Task to complete —
The word "StatusCode" marks the lines to find; copy every such line from the data below.

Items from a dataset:
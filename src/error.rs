use crate::config::ConfigError;
use crate::telemetry::TelemetryError;
use axum::http::StatusCode;
use axum::response::{IntoResponse, Response};
use axum::Json;
use serde_json::json;
use std::fmt;

#[derive(Debug)]
pub enum AppError {
    Config(ConfigError),
    Telemetry(TelemetryError),
    Io(std::io::Error),
    Server(axum::Error),
    /// Delivery-flow failure surfaced by the CLI walkthrough or startup
    /// seeding; HTTP handlers map their own domain errors instead.
    Delivery(String),
}

impl fmt::Display for AppError {
    fn fmt(&self, f: &mut fmt::Formatter<'_>) -> fmt::Result {
        match self {
            AppError::Config(err) => write!(f, "configuration error: {}", err),
            AppError::Telemetry(err) => write!(f, "telemetry error: {}", err),
            AppError::Io(err) => write!(f, "io error: {}", err),
            AppError::Server(err) => write!(f, "server error: {}", err),
            AppError::Delivery(message) => write!(f, "delivery error: {}", message),
        }
    }
}

impl std::error::Error for AppError {
    fn source(&self) -> Option<&(dyn std::error::Error + 'static)> {
        match self {
            AppError::Config(err) => Some(err),
            AppError::Telemetry(err) => Some(err),
            AppError::Io(err) => Some(err),
            AppError::Server(err) => Some(err),
            AppError::Delivery(_) => None,
        }
    }
}

impl IntoResponse for AppError {
    fn into_response(self) -> Response {
        let body = Json(json!({ "error": self.to_string() }));
        (StatusCode::INTERNAL_SERVER_ERROR, body).into_response()
    }
}

impl From<ConfigError> for AppError {
    fn from(value: ConfigError) -> Self {
        Self::Config(value)
    }
}

impl From<TelemetryError> for AppError {
    fn from(value: TelemetryError) -> Self {
        Self::Telemetry(value)
    }
}

impl From<std::io::Error> for AppError {
    fn from(value: std::io::Error) -> Self {
        Self::Io(value)
    }
}

impl From<axum::Error> for AppError {
    fn from(value: axum::Error) -> Self {
        Self::Server(value)
    }
}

Exercise result —
use axum::http::StatusCode;
        (StatusCode::INTERNAL_SERVER_ERROR, body).into_response()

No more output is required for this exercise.